From: Zheng Qixing <zhengqixing@huawei.com>
When switching an IO scheduler on a block device, blkcg_activate_policy()
allocates blkg_policy_data (pd) for all blkgs attached to the queue.
However, blkcg_activate_policy() may race with concurrent blkcg deletion,
leading to use-after-free and memory leak issues.
The use-after-free occurs in the following race:
T1 (blkcg_activate_policy):
- Successfully allocates pd for blkg1 (loop0->queue, blkcgA)
- Fails to allocate pd for blkg2 (loop0->queue, blkcgB)
- Enters the enomem rollback path to release blkg1 resources
T2 (blkcg deletion):
- blkcgA is deleted concurrently
- blkg1 is freed via blkg_free_workfn()
- blkg1->pd is freed
T1 (continued):
- Rollback path accesses blkg1->pd->online after pd is freed
- Triggers use-after-free
In addition, blkg_free_workfn() frees pd before removing the blkg from
q->blkg_list. This allows blkcg_activate_policy() to allocate a new pd
for a blkg that is being destroyed, leaving the newly allocated pd
unreachable when the blkg is finally freed.

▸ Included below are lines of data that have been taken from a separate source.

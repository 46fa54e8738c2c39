use crate::protocol::ConnectStatus;
use crate::session::ClientId;

/// Scene shown while no session is running.
pub const MAIN_MENU_SCENE: &str = "MainMenu";
/// First scene of a hosted session.
pub const CHAR_SELECT_SCENE: &str = "CharSelect";

/// The low-level network transport the connection states drive.
///
/// Transport events (a client connected, the server started, ...) are not
/// callbacks on this trait: whoever owns the transport forwards them to the
/// matching `ConnectionManager` handler.
pub trait Transport {
    /// Bytes presented to the host for approval on the next client start.
    fn set_connection_data(&mut self, payload: Vec<u8>);
    fn connection_data(&self) -> &[u8];
    fn set_endpoint(&mut self, address: &str, port: u16);

    /// Returns `false` if the transport refused to start.
    fn start_client(&mut self) -> bool;
    fn start_host(&mut self) -> bool;

    fn shutdown(&mut self);
    fn is_shutdown_in_progress(&self) -> bool;

    /// Host only: drops a remote client, telling it why.
    fn disconnect_client(&mut self, client_id: ClientId, reason: ConnectStatus);

    /// Host only: every connected client, the host's own included.
    fn connected_client_ids(&self) -> Vec<ClientId>;
    fn local_client_id(&self) -> ClientId;

    /// Client only: the reason the host gave for the last disconnect.
    /// `None` means the connection dropped without one.
    fn disconnect_reason(&self) -> Option<ConnectStatus>;
}

pub trait SceneLoader {
    fn active_scene(&self) -> &str;
    /// `networked` scenes are loaded on every connected client as well.
    fn load_scene(&mut self, name: &str, networked: bool);
}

Fix these races by extending blkcg_mutex coverage to serialize
blkcg_activate_policy() rollback and blkg destruction, ensuring pd
lifecycle is synchronized with blkg list visibility.

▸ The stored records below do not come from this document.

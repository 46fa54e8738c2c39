use super::{fire_trigger, play_on_clients, ActionBehavior};
use crate::action::{ActionContext, ActionCore, ClientActionContext};
use log::debug;

/// How far past its range a ground-targeted area may be placed before the
/// request is treated as bogus.
const MAX_DISTANCE_DIVERGENCE: f32 = 1.0;

/// Damages every foe inside a circle centered on the requested position.
///
/// Victims are decided at exec time, so the request is broadcast with an
/// empty target list and clients never learn them in advance.
#[derive(Debug, Default)]
pub struct AoeAction {
    did_aoe: bool,
}

impl AoeAction {
    fn perform_aoe(core: &ActionCore, ctx: &mut ActionContext<'_>) {
        let victims = ctx.world.overlap_sphere(core.data.position, core.config.radius);
        for victim in victims {
            if ctx.world.is_foe(ctx.character, victim) {
                ctx.world
                    .receive_hp(ctx.character, victim, -(core.config.amount as i32));
            }
        }
    }
}

impl ActionBehavior for AoeAction {
    fn on_start(&mut self, core: &mut ActionCore, ctx: &mut ActionContext<'_>) -> bool {
        let origin = ctx.world.position(ctx.character).unwrap_or_default();
        let distance = origin.distance(&core.data.position);
        if distance > core.config.range + MAX_DISTANCE_DIVERGENCE {
            debug!(
                "{} requested {:.1} away from {}, beyond its range",
                core.config.name, distance, ctx.character
            );
            return false;
        }

        core.data.target_ids = Some(Vec::new());
        fire_trigger(ctx, &core.config.anim);
        play_on_clients(core, ctx);
        true
    }

    fn on_update(&mut self, core: &mut ActionCore, ctx: &mut ActionContext<'_>) -> bool {
        if !self.did_aoe && core.time_running(ctx.now) >= core.config.exec_time_seconds {
            self.did_aoe = true;
            Self::perform_aoe(core, ctx);
        }
        true
    }

    fn on_start_client(&mut self, core: &mut ActionCore, ctx: &mut ClientActionContext<'_>) -> bool {
        if let Some(fx) = core.config.spawns.first() {
            ctx.spawn_fx(fx, core.data.position);
        }
        false
    }
}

Link: https://lore.kernel.org/all/20260108014416.3656493-3-zhengqixing@huaweicloud.com/
Fixes: f1c006f1c685 ("blk-cgroup: synchronize pd_free_fn() from blkg_free_workfn() and blkcg_deactivate_policy()")
Signed-off-by: Zheng Qixing <zhengqixing@huawei.com>
---
block/blk-cgroup.c | 3 +++
1 file changed, 3 insertions(+)
diff --git a/block/blk-cgroup.c b/block/blk-cgroup.c
index 3cffb68ba5d8..600f8c5843ea 100644
--- a/block/blk-cgroup.c
+++ b/block/blk-cgroup.c
@@ -1596,6 +1596,8 @@ int blkcg_activate_policy(struct gendisk *disk, const struct blkcg_policy *pol)
if (queue_is_mq(q))
memflags = blk_mq_freeze_queue(q);
+
+ mutex_lock(&q->blkcg_mutex);
retry:
spin_lock_irq(&q->queue_lock);
@@ -1658,6 +1660,7 @@ int blkcg_activate_policy(struct gendisk *disk, const struct blkcg_policy *pol)
spin_unlock_irq(&q->queue_lock);
out:
+ mutex_unlock(&q->blkcg_mutex);
if (queue_is_mq(q))
blk_mq_unfreeze_queue(q, memflags);
if (pinned_blkg)
--
2.39.2
Hi,
You are sending to my invalid huawei email address, so I didn't see this patch.
在 2026/1/13 14:10, Zheng Qixing 写道:
> From: Zheng Qixing <zhengqixing@huawei.com>
>
> When switching an IO scheduler on a block device, blkcg_activate_policy()
> allocates blkg_policy_data (pd) for all blkgs attached to the queue.
> However, blkcg_activate_policy() may race with concurrent blkcg deletion,
> leading to use-after-free and memory leak issues.
>
> The use-after-free occurs in the following race:
>
> T1 (blkcg_activate_policy):
> - Successfully allocates pd for blkg1 (loop0->queue, blkcgA)
> - Fails to allocate pd for blkg2 (loop0->queue, blkcgB)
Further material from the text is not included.